Dan Kalb is an American politician. He represents District 1 on the Oakland City Council, a position he has held since January 2013.

Education
In 1982, Kalb received an undergraduate degree from the University of California at Berkeley in Conservation of Natural Resources. In 1988 he received a master's degree in Public and Nonprofit Administration from the University of San Francisco.

Career

Kalb was California Policy Director at the Union of Concerned Scientists, which he joined in 2003. where he worked for nine years on renewable energy, climate, clean transportation and air quality legislation. Before joining UCS, he worked as director of a Sierra Club chapter and for California Common Cause, Media Alliance and CalPIRG.

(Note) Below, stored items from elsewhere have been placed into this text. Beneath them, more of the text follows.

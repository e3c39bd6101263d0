/// Maximum combined depth of open arrays and structs.
pub const MAX_CONTAINER_DEPTH: u32 = 32;
/// Maximum depth of open dict-entries.
pub const MAX_DICT_ENTRY_DEPTH: u32 = 32;
/// Maximum length of a signature on the wire.
pub const MAX_SIGNATURE_LENGTH: usize = 255;

/// Limits enforced while validating a signature.
#[derive(Debug, Clone, PartialEq, Eq)]
pub struct SignatureSettings {
    max_container_depth: u32,
    max_dict_entry_depth: u32,
    max_length: Option<usize>,
}

impl Default for SignatureSettings {
    fn default() -> Self {
        SignatureSettings {
            max_container_depth: MAX_CONTAINER_DEPTH,
            max_dict_entry_depth: MAX_DICT_ENTRY_DEPTH,
            max_length: Some(MAX_SIGNATURE_LENGTH),
        }
    }
}

impl SignatureSettings {
    pub fn new() -> Self {
        SignatureSettings::default()
    }

    /// Sets the combined bound on open arrays and structs.
    pub fn max_container_depth(mut self, depth: u32) -> Self {
        self.max_container_depth = depth;
        self
    }

    pub fn max_dict_entry_depth(mut self, depth: u32) -> Self {
        self.max_dict_entry_depth = depth;
        self
    }

    /// `None` leaves the length check to whatever transport reads the signature.
    pub fn max_length(mut self, max_length: Option<usize>) -> Self {
        self.max_length = max_length;
        self
    }

    pub fn get_max_container_depth(&self) -> u32 {
        self.max_container_depth
    }

    pub fn get_max_dict_entry_depth(&self) -> u32 {
        self.max_dict_entry_depth
    }

    pub fn get_max_length(&self) -> Option<usize> {
        self.max_length
    }
}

After being elected to the Oakland City Council in Nov. 2012, he worked extensively on affordable housing, environmental, police oversight and good government legislation. in 2014 Kalb led a charter proposal to substantially strengthen the Oakland Public Ethics Commission (PEC). The Charter measure was voted on in the general election of November 2014. It passed with over 72% of the vote. He also was the lead author of a 2016 ballot measure to create a civilian police commission in Oakland. 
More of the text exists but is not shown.